Well, I found a solution myself. I will do some testing now and will let you guys now if anything fails.

I needed to decode the body again:

body = part.get_payload(decode=True).decode(part.get_content_charset())
1
votes

You might want to try using this:

from email.Iterators import typed_subpart_iterator


def get_charset(message, default="ascii"):
    """Get the message charset"""

    if message.get_content_charset():
        return message.get_content_charset()

    if message.get_charset():
        return message.get_charset()

    return default

def get_body(message):
    """Get the body of the email message"""
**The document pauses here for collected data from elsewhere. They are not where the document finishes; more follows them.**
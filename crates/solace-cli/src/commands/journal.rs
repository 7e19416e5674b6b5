use std::io::{IsTerminal, Read};

use solace_core::storage::{JournalEntry, MoodLevel};

use crate::app::AppContext;
use crate::errors::CliError;
use crate::ui::{badge, header, hint, print, print_json, receipt, table, truncate, Badge};

use super::{format_local, format_mood};

pub async fn handle_add(
    ctx: &AppContext<'_>,
    text: Option<&str>,
    mood: Option<&str>,
) -> anyhow::Result<()> {
    let content = match text {
        Some(text) => text.to_string(),
        None => read_stdin()?,
    };
    let content = content.trim();
    if content.is_empty() {
        return Err(CliError::invalid_input("Journal entry is empty").into());
    }

    let mut entry = JournalEntry::new(content);
    if let Some(mood) = mood {
        entry = entry.with_mood(mood.parse::<MoodLevel>()?.tag());
    }

    let orchestrator = ctx.open_orchestrator()?;
    let record = orchestrator.save_journal_entry(&entry).await?;

    let ui = ctx.ui();
    if ui.mode.is_json() {
        return print_json(&entry);
    }
    if ctx.quiet() {
        println!("{}", record.id);
        return Ok(());
    }
    print(
        ui,
        &receipt(
            ui,
            "Entry saved",
            &[
                ("ID", record.id.to_string()),
                ("Date", format_local(entry.timestamp)),
                ("Backend", orchestrator.mode().to_string()),
            ],
        ),
    );
    Ok(())
}

fn read_stdin() -> anyhow::Result<String> {
    let mut stdin = std::io::stdin();
    if stdin.is_terminal() {
        return Err(CliError::invalid_input(
            "No entry text given. Pass TEXT or pipe the entry on stdin.",
        )
        .into());
    }
    let mut buffer = String::new();
    stdin
        .read_to_string(&mut buffer)
        .map_err(|e| anyhow::anyhow!("Failed to read stdin: {}", e))?;
    Ok(buffer)
}

pub async fn handle_list(ctx: &AppContext<'_>, limit: Option<usize>) -> anyhow::Result<()> {
    let orchestrator = ctx.open_orchestrator()?;
    let mut views = orchestrator.load_journal_entries().await?;
    if let Some(limit) = limit {
        views.truncate(limit);
    }

    let ui = ctx.ui();
    if ui.mode.is_json() {
        return print_json(&views);
    }

    let count = format!("{} entries", views.len());
    print(ui, &header(ui, "journal list", Some(&count)));
    if views.is_empty() {
        if !ctx.quiet() {
            print(ui, &hint(ui, "Add one with `solace journal add \"...\"`."));
        }
        return Ok(());
    }

    let width = ui.width.saturating_sub(40).max(20);
    let rows: Vec<Vec<String>> = views
        .iter()
        .map(|view| {
            let content = if view.is_error() {
                badge(ui, Badge::Warn, "unreadable")
            } else {
                truncate(&view.entry.content, width)
            };
            vec![
                format_local(view.entry.timestamp),
                view.entry
                    .mood
                    .as_ref()
                    .map(|mood| format_mood(mood, ui.unicode))
                    .unwrap_or_default(),
                content,
            ]
        })
        .collect();
    print(ui, &table(ui, &["Date", "Mood", "Entry"], &rows));

    let unreadable = views.iter().filter(|view| view.is_error()).count();
    if unreadable > 0 && !ctx.quiet() {
        print(
            ui,
            &hint(
                ui,
                &format!(
                    "{} entries could not be decrypted. The key may have been reset or the password is wrong.",
                    unreadable
                ),
            ),
        );
    }
    Ok(())
}
use clap::{Args, Parser, Subcommand};
use clap_complete::Shell;
use solace_core::VERSION;

/// Solace - an encrypted journal and mood tracker that works offline
#[derive(Parser)]
#[command(name = "solace")]
#[command(author, version = VERSION, about, long_about = None)]
#[command(propagate_version = true)]
pub struct Cli {
    /// Path to the config file
    #[arg(short, long, global = true, env = "SOLACE_CONFIG")]
    pub config: Option<String>,

    #[command(subcommand)]
    pub command: Commands,

    /// Output as JSON
    #[arg(long, global = true)]
    pub json: bool,

    /// Quiet mode (minimal output)
    #[arg(short, long, global = true)]
    pub quiet: bool,

    /// Disable colored output
    #[arg(long, global = true)]
    pub no_color: bool,

    /// Disable interactive prompts
    #[arg(long, global = true)]
    pub no_input: bool,
}

#[derive(Subcommand)]
pub enum Commands {
    /// Create the config and the local store
    Init(InitArgs),

    /// Show backend mode, key mode and migration state
    Status,

    /// Write and read journal entries
    #[command(subcommand)]
    Journal(JournalSubcommand),

    /// Daily mood check-ins
    #[command(subcommand)]
    Mood(MoodSubcommand),

    /// Show and change user settings
    #[command(subcommand)]
    Settings(SettingsSubcommand),

    /// Copy local data to the remote store and switch to it
    Migrate(MigrateArgs),

    /// Password protection for the journal key
    #[command(subcommand)]
    Password(PasswordSubcommand),

    /// Delete the journal key (existing entries become unreadable)
    ResetKey(ResetKeyArgs),

    /// Generate shell completions
    Completions {
        /// Shell to generate completions for
        #[arg(value_enum)]
        shell: Shell,
    },
}

#[derive(Args)]
pub struct InitArgs {
    /// Path of the local store database
    #[arg(long, value_name = "PATH")]
    pub store: Option<String>,

    /// Directory of a shared remote store
    #[arg(long, value_name = "DIR")]
    pub remote: Option<String>,

    /// Account id used as the remote namespace (defaults to the device id)
    #[arg(long, value_name = "ID", requires = "remote")]
    pub user_id: Option<String>,

    /// Protect the journal key with a password
    #[arg(long)]
    pub password: bool,

    /// Overwrite an existing config
    #[arg(long)]
    pub force: bool,
}

#[derive(Subcommand)]
pub enum JournalSubcommand {
    /// Add a journal entry
    Add {
        /// Entry text (reads stdin when omitted)
        #[arg(value_name = "TEXT")]
        text: Option<String>,

        /// Attach a mood (1-5 or a label such as "good")
        #[arg(long, value_name = "MOOD")]
        mood: Option<String>,
    },

    /// List journal entries, newest first
    List {
        /// Limit number of results
        #[arg(long)]
        limit: Option<usize>,
    },
}

#[derive(Subcommand)]
pub enum MoodSubcommand {
    /// Record today's mood (replaces an earlier check-in from today)
    Set {
        /// Mood (1-5 or a label such as "okay")
        #[arg(value_name = "MOOD")]
        mood: String,

        /// Link the check-in to a chat
        #[arg(long, value_name = "ID")]
        chat: Option<String>,
    },

    /// Show today's mood
    Today,

    /// Show mood history, oldest first
    History {
        /// Only show the most recent N entries
        #[arg(long)]
        limit: Option<usize>,
    },
}

#[derive(Subcommand)]
pub enum SettingsSubcommand {
    /// Show current settings
    Show,

    /// Store the assistant API key (prompts when omitted)
    SetApiKey {
        #[arg(value_name = "KEY")]
        key: Option<String>,
    },

    /// Set a preference (VALUE is parsed as JSON, falling back to a string)
    Set {
        #[arg(value_name = "KEY")]
        key: String,

        #[arg(value_name = "VALUE")]
        value: String,
    },
}

#[derive(Args)]
pub struct MigrateArgs {
    /// Switch to the remote store without copying local data
    #[arg(long)]
    pub skip: bool,
}

#[derive(Subcommand)]
pub enum PasswordSubcommand {
    /// Derive the journal key from a password from now on
    Enable,
}

#[derive(Args)]
pub struct ResetKeyArgs {
    /// Confirmation phrase for scripted use (must be RESET)
    #[arg(long, value_name = "PHRASE")]
    pub confirm: Option<String>,
}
    if message.is_multipart():
        #get the plain text version only
        text_parts = [part
                      for part in typed_subpart_iterator(message,
                                                         'text',
                                                         'plain')]
        body = []
        for part in text_parts:
            charset = get_charset(part, get_charset(message))
            body.append(unicode(part.get_payload(decode=True),
                                charset,
                                "replace"))

        return u"\n".join(body).strip()

    else: # if it is not multipart, the payload will be a string
          # representing the message body
        body = unicode(message.get_payload(decode=True),
                       get_charset(message),
                       "replace")
        return body.strip()
0
votes

You might want to take a look at email.iterators (not sure it will solve your encoding problems though).